Soundtracking: The "Alone Yet Not Alone" Snafu
Wednesday, January 30, 2019 at 8:00AM
Chris Feil in Alone Yet Not Alone, Original Song, Soundtracking

by Chris Feil

A moment that will live in Oscar infamy, it happened so fast we could barely take in the joy of “Oscar nominee June Squibb” as a realized concept. Five years ago Cheryl Boone Isaacs, standing next to Chris Hemsworth, downshifted from announcing supporting acting categories into the much more low-pressure Original Song category. And then unleashed chaos onto announcement morning.

What the hell was “Alone Yet Not Alone” from Alone Yet Not Alone?

This curveball was so flabbergasting as to make us feel alone - but our collective, instantaneous headscratching made us feel, well you get the point. Safely, we could call this nomination the one of the modern era that exactly no one, both professional prognosticators or average movies lover alike, had predicted. Conventional wisdom might have favored the likes of The Great Gatsby or even All is Lost to take the final spot among more widely beloved songs like “Let It Go”, “Happy”, “The Moon Song”, and oh yeah that U2 song from the Nelson Mandela movie (thus bringing an end to Those Years U2 Really Wanted an Oscar).
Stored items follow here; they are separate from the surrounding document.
//! User profile persistence helpers.
//!
//! Synchronous accessors that operate on a borrowed connection so the
//! services can compose them with the association stores inside a single
//! transaction. Listing builds its WHERE clause dynamically from a
//! [`ResolvedUserFilter`] whose tag names have already been resolved to
//! catalog ids.

use std::str::FromStr;

use chrono::NaiveDate;
use medmatch_domain::{
    LanguageSkill, MedMatchError, Proficiency, Result, TagEntry, TagId, TagMatchMode, UserProfile,
    UserRole,
};
use rusqlite::types::Type;
use rusqlite::{params, Connection, OptionalExtension, Row, ToSql};
use uuid::Uuid;

use crate::errors::InfraError;

/// Insert a full profile row.
pub fn insert_profile(conn: &Connection, profile: &UserProfile) -> Result<()> {
    let uuid = profile.uuid.to_string();
    let role = profile.role.to_string();
    let date_of_birth = profile.date_of_birth.map(|date| date.to_string());
    let is_active = bool_to_int(profile.is_active);

    let params: [&dyn ToSql; 12] = [
        &uuid,
        &profile.email,
        &profile.name,
        &role,
        &profile.location,
        &profile.experience_level,
        &date_of_birth,
        &profile.profile_picture_url,
        &profile.phone_number,
        &is_active,
        &profile.created_at,
        &profile.last_updated_at,
    ];

    conn.execute(
        "INSERT INTO user_profiles (
            uuid, email, name, role, location, experience_level, date_of_birth,
            profile_picture_url, phone_number, is_active, created_at, last_updated_at
         ) VALUES (?1, ?2, ?3, ?4, ?5, ?6, ?7, ?8, ?9, ?10, ?11, ?12)",
        params.as_slice(),
    )
    .map_err(map_sql_error)?;

    Ok(())
}

/// Check whether a profile row exists for the given user.
pub fn profile_exists(conn: &Connection, user_id: Uuid) -> Result<bool> {
    let found = conn
        .query_row(
            "SELECT 1 FROM user_profiles WHERE uuid = ?1",
            params![user_id.to_string()],
            |row| row.get::<_, i32>(0),
        )
        .optional()
        .map_err(map_sql_error)?;

    Ok(found.is_some())
}

/// Fetch a profile by its uuid.
pub fn find_by_uuid(conn: &Connection, user_id: Uuid) -> Result<Option<UserProfile>> {
    conn.query_row(
        "SELECT uuid, email, name, role, location, experience_level, date_of_birth,
                profile_picture_url, phone_number, is_active, created_at, last_updated_at
         FROM user_profiles WHERE uuid = ?1",
        params![user_id.to_string()],
        map_profile_row,
    )
    .optional()
    .map_err(map_sql_error)
}

/// Fetch a profile by its unique email.
pub fn find_by_email(conn: &Connection, email: &str) -> Result<Option<UserProfile>> {
    conn.query_row(
        "SELECT uuid, email, name, role, location, experience_level, date_of_birth,
                profile_picture_url, phone_number, is_active, created_at, last_updated_at
         FROM user_profiles WHERE email = ?1",
        params![email],
        map_profile_row,
    )
    .optional()
    .map_err(map_sql_error)
}

/// Flip a profile to inactive, returning the number of rows touched.
pub fn set_inactive(conn: &Connection, user_id: Uuid, timestamp: i64) -> Result<usize> {
    conn.execute(
        "UPDATE user_profiles SET is_active = 0, last_updated_at = ?1 WHERE uuid = ?2",
        params![timestamp, user_id.to_string()],
    )
    .map_err(map_sql_error)
}

/// Filter with tag names already resolved to catalog ids.
///
/// Empty id vectors mean the dimension was either not requested or resolved
/// to nothing known, and is skipped entirely.
#[derive(Debug, Default)]
pub struct ResolvedUserFilter {
    pub role: Option<UserRole>,
    pub email: Option<String>,
    pub active: Option<bool>,
    pub interest_ids: Vec<TagId>,
    pub language_ids: Vec<TagId>,
    pub tag_match: TagMatchMode,
}

/// List profiles matching the filter, ordered by creation time then email.
pub fn list_profiles(conn: &Connection, filter: &ResolvedUserFilter) -> Result<Vec<UserProfile>> {
    let mut sql = String::from(
        "SELECT uuid, email, name, role, location, experience_level, date_of_birth,
                profile_picture_url, phone_number, is_active, created_at, last_updated_at
         FROM user_profiles",
    );

    let mut clauses: Vec<String> = Vec::new();
    let mut params: Vec<Box<dyn ToSql>> = Vec::new();

    if let Some(role) = filter.role {
        params.push(Box::new(role.to_string()));
        clauses.push(format!("role = ?{}", params.len()));
    }
    if let Some(email) = &filter.email {
        params.push(Box::new(email.clone()));
        clauses.push(format!("email = ?{}", params.len()));
    }
    if let Some(active) = filter.active {
        params.push(Box::new(bool_to_int(active)));
        clauses.push(format!("is_active = ?{}", params.len()));
    }
    if !filter.interest_ids.is_empty() {
        clauses.push(tag_clause(
            "user_interests",
            "interest_id",
            &filter.interest_ids,
            filter.tag_match,
        ));
    }
    if !filter.language_ids.is_empty() {
        clauses.push(tag_clause(
            "user_languages",
            "language_id",
            &filter.language_ids,
            filter.tag_match,
        ));
    }

    if !clauses.is_empty() {
        sql.push_str(" WHERE ");
        sql.push_str(&clauses.join(" AND "));
    }
    sql.push_str(" ORDER BY created_at ASC, email ASC");

    let mut stmt = conn.prepare(&sql).map_err(map_sql_error)?;
    let rows = stmt
        .query_map(rusqlite::params_from_iter(params.iter().map(|param| &**param)), map_profile_row)
        .map_err(map_sql_error)?
        .collect::<rusqlite::Result<Vec<_>>>()
        .map_err(map_sql_error)?;

    Ok(rows)
}

/// Interests of a user, sorted by name.
pub fn interests_of(conn: &Connection, user_id: Uuid) -> Result<Vec<TagEntry>> {
    let mut stmt = conn
        .prepare(
            "SELECT i.id, i.name FROM interests i
             JOIN user_interests ui ON ui.interest_id = i.id
             WHERE ui.user_uuid = ?1
             ORDER BY i.name ASC",
        )
        .map_err(map_sql_error)?;

    let rows = stmt
        .query_map(params![user_id.to_string()], |row| {
            Ok(TagEntry { id: row.get(0)?, name: row.get(1)? })
        })
        .map_err(map_sql_error)?
        .collect::<rusqlite::Result<Vec<_>>>()
        .map_err(map_sql_error)?;

    Ok(rows)
}

/// Languages of a user with their proficiency, sorted by name.
pub fn languages_of(conn: &Connection, user_id: Uuid) -> Result<Vec<LanguageSkill>> {
    let mut stmt = conn
        .prepare(
            "SELECT l.id, l.name, ul.proficiency FROM languages l
             JOIN user_languages ul ON ul.language_id = l.id
             WHERE ul.user_uuid = ?1
             ORDER BY l.name ASC",
        )
        .map_err(map_sql_error)?;

    let rows = stmt
        .query_map(params![user_id.to_string()], |row| {
            Ok(LanguageSkill {
                language: TagEntry { id: row.get(0)?, name: row.get(1)? },
                proficiency: parse_proficiency(row.get(2)?)?,
            })
        })
        .map_err(map_sql_error)?
        .collect::<rusqlite::Result<Vec<_>>>()
        .map_err(map_sql_error)?;

    Ok(rows)
}

// =============================================================================
// Helper Functions
// =============================================================================

// Ids are our own i64 catalog keys, so inlining them keeps the clause free of
// placeholder renumbering.
fn tag_clause(table: &str, id_column: &str, ids: &[TagId], mode: TagMatchMode) -> String {
    let id_list = ids.iter().map(ToString::to_string).collect::<Vec<_>>().join(", ");
    match mode {
        TagMatchMode::Any => format!(
            "EXISTS (SELECT 1 FROM {table} t WHERE t.user_uuid = user_profiles.uuid \
             AND t.{id_column} IN ({id_list}))"
        ),
        TagMatchMode::All => format!(
            "(SELECT COUNT(DISTINCT t.{id_column}) FROM {table} t \
             WHERE t.user_uuid = user_profiles.uuid AND t.{id_column} IN ({id_list})) = {}",
            ids.len()
        ),
    }
}

/// Map a row to a UserProfile
fn map_profile_row(row: &Row) -> rusqlite::Result<UserProfile> {
    Ok(UserProfile {
        uuid: parse_uuid(row.get(0)?)?,
        email: row.get(1)?,
        name: row.get(2)?,
        role: parse_role(row.get(3)?)?,
        location: row.get(4)?,
        experience_level: row.get(5)?,
        date_of_birth: parse_date(row.get(6)?)?,
        profile_picture_url: row.get(7)?,
        phone_number: row.get(8)?,
        is_active: int_to_bool(row.get(9)?),
        created_at: row.get(10)?,
        last_updated_at: row.get(11)?,
    })
}

fn parse_uuid(value: String) -> rusqlite::Result<Uuid> {
    Uuid::from_str(&value)
        .map_err(|err| rusqlite::Error::FromSqlConversionFailure(0, Type::Text, Box::new(err)))
}

fn parse_role(value: String) -> rusqlite::Result<UserRole> {
    UserRole::from_str(&value)
        .map_err(|err| rusqlite::Error::FromSqlConversionFailure(0, Type::Text, err.into()))
}

fn parse_date(value: Option<String>) -> rusqlite::Result<Option<NaiveDate>> {
    value
        .map(|raw| {
            NaiveDate::from_str(&raw).map_err(|err| {
                rusqlite::Error::FromSqlConversionFailure(0, Type::Text, Box::new(err))
            })
        })
        .transpose()
}

fn parse_proficiency(value: String) -> rusqlite::Result<Proficiency> {
    Proficiency::from_str(&value)
        .map_err(|err| rusqlite::Error::FromSqlConversionFailure(0, Type::Text, err.into()))
}

fn map_sql_error(err: rusqlite::Error) -> MedMatchError {
    MedMatchError::from(InfraError::from(err))
}

fn bool_to_int(value: bool) -> i64 {
    if value {
        1
    } else {
        0
    }
}

fn int_to_bool(value: i64) -> bool {
    value != 0
}

// =============================================================================
// Tests
// =============================================================================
No, buried among the list of 75 eligible songs was this unlikely nominee, co-mingling with at least two dozen other similarly unfamiliar tracks. Yet this Christian folksong was somehow the one to break through. But what would come out from our immediate scrambling to figure out what the hell this nominee was was also the stuff of recent Oscar legend: it became one of Oscar’s few revoked nominations. Among the digging done on the unknown film, it was discovered that one of the song’s cowriters and former Academy board member Bruce Broughton had been emailing branch members directly for consideration of the track.
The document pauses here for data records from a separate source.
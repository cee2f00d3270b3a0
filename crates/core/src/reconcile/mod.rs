//! Tag association reconciliation
//!
//! Converts a user's desired set of tags (names, optionally carrying an
//! attribute such as language proficiency) into the minimal set of writes
//! against the persisted associations: additions, in-place attribute updates,
//! and removals. The engine is stateless and runs entirely inside whatever
//! transaction the calling service opened.

pub mod engine;
pub mod plan;
pub mod ports;

pub use engine::{reconcile, DesiredTags, ReconcileOutcome};
pub use plan::ReconcilePlan;
pub use ports::{AssociationStore, TagCatalog};
//! Mock port implementations for testing
//!
//! Provides in-memory mocks for the reconciliation ports, enabling
//! deterministic engine tests without database dependencies. Both mocks
//! count their calls and can be switched to fail on demand so tests can
//! observe write batching and error wrapping.

use std::collections::BTreeMap;
use std::sync::atomic::{AtomicUsize, Ordering};
use std::sync::Mutex;

use medmatch_core::reconcile::{AssociationStore, TagCatalog};
use medmatch_domain::{
    MedMatchError, Result as DomainResult, TagEntry, TagId, TagKind, TagLink,
};
use uuid::Uuid;

/// In-memory mock for `TagCatalog`.
///
/// Resolves names against a fixed set of entries and counts resolve calls so
/// tests can assert that resolution is skipped for empty desired sets.
#[derive(Default)]
pub struct MockCatalog {
    entries: Vec<(TagKind, TagEntry)>,
    resolve_calls: AtomicUsize,
    fail_resolve: bool,
}

impl MockCatalog {
    pub fn new() -> Self {
        Self::default()
    }

    /// Convenience helper for seeding a single catalog entry.
    pub fn with_entry(mut self, kind: TagKind, id: TagId, name: &str) -> Self {
        self.entries.push((kind, TagEntry::new(id, name)));
        self
    }

    /// Make every resolve call fail with a database error.
    pub fn with_failing_resolve(mut self) -> Self {
        self.fail_resolve = true;
        self
    }

    pub fn resolve_calls(&self) -> usize {
        self.resolve_calls.load(Ordering::SeqCst)
    }
}

impl TagCatalog for MockCatalog {
    fn resolve(&self, kind: TagKind, names: &[String]) -> DomainResult<Vec<TagEntry>> {
        self.resolve_calls.fetch_add(1, Ordering::SeqCst);
        if self.fail_resolve {
            return Err(MedMatchError::Database("injected resolve failure".into()));
        }

        Ok(self
            .entries
            .iter()
            .filter(|(entry_kind, entry)| *entry_kind == kind && names.contains(&entry.name))
            .map(|(_, entry)| entry.clone())
            .collect())
    }
}

/// In-memory mock for `AssociationStore`.
///
/// Keeps links in a map keyed by `(user, tag)` and enforces the store
/// contract: duplicate inserts and updates of missing rows error. Each write
/// method counts its calls and can be switched to fail.
pub struct MockAssociationStore<A> {
    links: Mutex<BTreeMap<(Uuid, TagId), A>>,
    insert_calls: AtomicUsize,
    update_calls: AtomicUsize,
    remove_calls: AtomicUsize,
    fail_find: bool,
    fail_insert: bool,
    fail_update: bool,
    fail_remove: bool,
}

impl<A> Default for MockAssociationStore<A> {
    fn default() -> Self {
        Self {
            links: Mutex::new(BTreeMap::new()),
            insert_calls: AtomicUsize::new(0),
            update_calls: AtomicUsize::new(0),
            remove_calls: AtomicUsize::new(0),
            fail_find: false,
            fail_insert: false,
            fail_update: false,
            fail_remove: false,
        }
    }
}

impl<A: Clone + PartialEq> MockAssociationStore<A> {
    pub fn new() -> Self {
        Self::default()
    }

    /// Create a store seeded with links for one user.
    pub fn with_links(user_id: Uuid, pairs: Vec<(TagId, A)>) -> Self {
        let store = Self::default();
        {
            let mut links = store.links.lock().expect("links mutex poisoned");
            for (tag_id, attr) in pairs {
                links.insert((user_id, tag_id), attr);
            }
        }
        store
    }

    pub fn with_failing_find(mut self) -> Self {
        self.fail_find = true;
        self
    }

    pub fn with_failing_inserts(mut self) -> Self {
        self.fail_insert = true;
        self
    }

    pub fn with_failing_updates(mut self) -> Self {
        self.fail_update = true;
        self
    }

    pub fn with_failing_removes(mut self) -> Self {
        self.fail_remove = true;
        self
    }

    /// Snapshot of one user's links, keyed by tag id.
    pub fn links_of(&self, user_id: Uuid) -> BTreeMap<TagId, A> {
        self.links
            .lock()
            .expect("links mutex poisoned")
            .iter()
            .filter(|((user, _), _)| *user == user_id)
            .map(|((_, tag_id), attr)| (*tag_id, attr.clone()))
            .collect()
    }

    pub fn insert_calls(&self) -> usize {
        self.insert_calls.load(Ordering::SeqCst)
    }

    pub fn update_calls(&self) -> usize {
        self.update_calls.load(Ordering::SeqCst)
    }

    pub fn remove_calls(&self) -> usize {
        self.remove_calls.load(Ordering::SeqCst)
    }

    /// Total write calls issued against the store.
    pub fn write_calls(&self) -> usize {
        self.insert_calls() + self.update_calls() + self.remove_calls()
    }
}

impl<A: Clone + PartialEq> AssociationStore for MockAssociationStore<A> {
    type Attr = A;

    fn find_by_user(&self, user_id: Uuid) -> DomainResult<Vec<TagLink<A>>> {
        if self.fail_find {
            return Err(MedMatchError::Database("injected find failure".into()));
        }

        Ok(self
            .links
            .lock()
            .expect("links mutex poisoned")
            .iter()
            .filter(|((user, _), _)| *user == user_id)
            .map(|((_, tag_id), attr)| TagLink { user_id, tag_id: *tag_id, attr: attr.clone() })
            .collect())
    }

    fn insert_many(&self, user_id: Uuid, new_links: &[(TagId, A)]) -> DomainResult<()> {
        self.insert_calls.fetch_add(1, Ordering::SeqCst);
        if self.fail_insert {
            return Err(MedMatchError::Database("injected insert failure".into()));
        }

        let mut links = self.links.lock().expect("links mutex poisoned");
        for (tag_id, attr) in new_links {
            if links.insert((user_id, *tag_id), attr.clone()).is_some() {
                return Err(MedMatchError::Database(format!(
                    "duplicate association for tag {tag_id}"
                )));
            }
        }
        Ok(())
    }

    fn update_attribute(&self, user_id: Uuid, tag_id: TagId, attr: &A) -> DomainResult<()> {
        self.update_calls.fetch_add(1, Ordering::SeqCst);
        if self.fail_update {
            return Err(MedMatchError::Database("injected update failure".into()));
        }

        let mut links = self.links.lock().expect("links mutex poisoned");
        match links.get_mut(&(user_id, tag_id)) {
            Some(existing) => {
                *existing = attr.clone();
                Ok(())
            }
            None => Err(MedMatchError::Database(format!("no association for tag {tag_id}"))),
        }
    }

    fn remove_many(&self, user_id: Uuid, tag_ids: &[TagId]) -> DomainResult<()> {
        self.remove_calls.fetch_add(1, Ordering::SeqCst);
        if self.fail_remove {
            return Err(MedMatchError::Database("injected remove failure".into()));
        }

        let mut links = self.links.lock().expect("links mutex poisoned");
        for tag_id in tag_ids {
            links.remove(&(user_id, *tag_id));
        }
        Ok(())
    }
}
Swiftly, the Academy took action and brought the ire of Christian circles that felt that the revocation was moreso in response to the religious themes of the film and song. While this underlined the mileage between the Hollywood system (heck, even the independent filmmaking world) and that of the isolative, not unprofittable enigma of Christian filmmaking, this complaint ultimately was unfounded. Rules are rules, and after similar behavior famously got one producer ousted from his nomination tied to The Hurt Locker’s eventual Best Picture win, the Academy was already primed to punish wayward campaigning.

All around, this whole situation felt like more fuel to the fire of the wishful talk of eliminating the category altogether. The song’s narrative impact feels completely beside the point, with this revelation showing that the songwriting branch likely didn’t consider that when they adhered to their buddy Broughton’s email plea. Had they done so, they would have found a placid (and yes, accidentally lyrically silly) track without the finesse or impact of its co-nominees.

But what unfortunately “Alone Yet Not Alone”’s nomination tactics revealed is the unlikely road ahead for our underdog favorites. The sad story revealed here is that song like a “Drive It Like You Stole It” or a “So You Know What It’s Like” from Short Term 12 (in the Alone Yet Not Alone Oscar year) have a road too hard to climb by fair methods against more prominent competition.